++++ Task input ++++
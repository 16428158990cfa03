/// Convert UTF-16 code units to the UTF-8 bytes a byte-mode segment
/// carries.
///
/// Well-formed surrogate pairs become one 4-byte sequence. A lone
/// surrogate is encoded as the 3-byte sequence of its own code unit
/// value, so malformed input still yields a deterministic payload
/// instead of failing.
pub fn utf16_to_bytes(units: &[u16]) -> Vec<u8> {
    let mut out = Vec::with_capacity(units.len() * 3);
    let mut i = 0;
    while i < units.len() {
        let unit = units[i];
        if (0xD800..0xDC00).contains(&unit) && i + 1 < units.len() {
            let next = units[i + 1];
            if (0xDC00..0xE000).contains(&next) {
                let cp =
                    0x10000 + ((u32::from(unit) - 0xD800) << 10) + (u32::from(next) - 0xDC00);
                push_code_point(&mut out, cp);
                i += 2;
                continue;
            }
        }
        push_code_point(&mut out, u32::from(unit));
        i += 1;
    }
    out
}

/// Append the shortest UTF-8 sequence for `cp`
fn push_code_point(out: &mut Vec<u8>, cp: u32) {
    if cp < 0x80 {
        out.push(cp as u8);
    } else if cp < 0x800 {
        out.push(0xC0 | (cp >> 6) as u8);
        out.push(0x80 | (cp & 0x3F) as u8);
    } else if cp < 0x10000 {
        out.push(0xE0 | (cp >> 12) as u8);
        out.push(0x80 | ((cp >> 6) & 0x3F) as u8);
        out.push(0x80 | (cp & 0x3F) as u8);
    } else {
        out.push(0xF0 | (cp >> 18) as u8);
        out.push(0x80 | ((cp >> 12) & 0x3F) as u8);
        out.push(0x80 | ((cp >> 6) & 0x3F) as u8);
        out.push(0x80 | (cp & 0x3F) as u8);
    }
}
++++
_Work item_
Search the entries above for the string "else". Copy each line that holds it.

_Your solution_
    } else if cp < 0x800 {
    } else if cp < 0x10000 {
    } else {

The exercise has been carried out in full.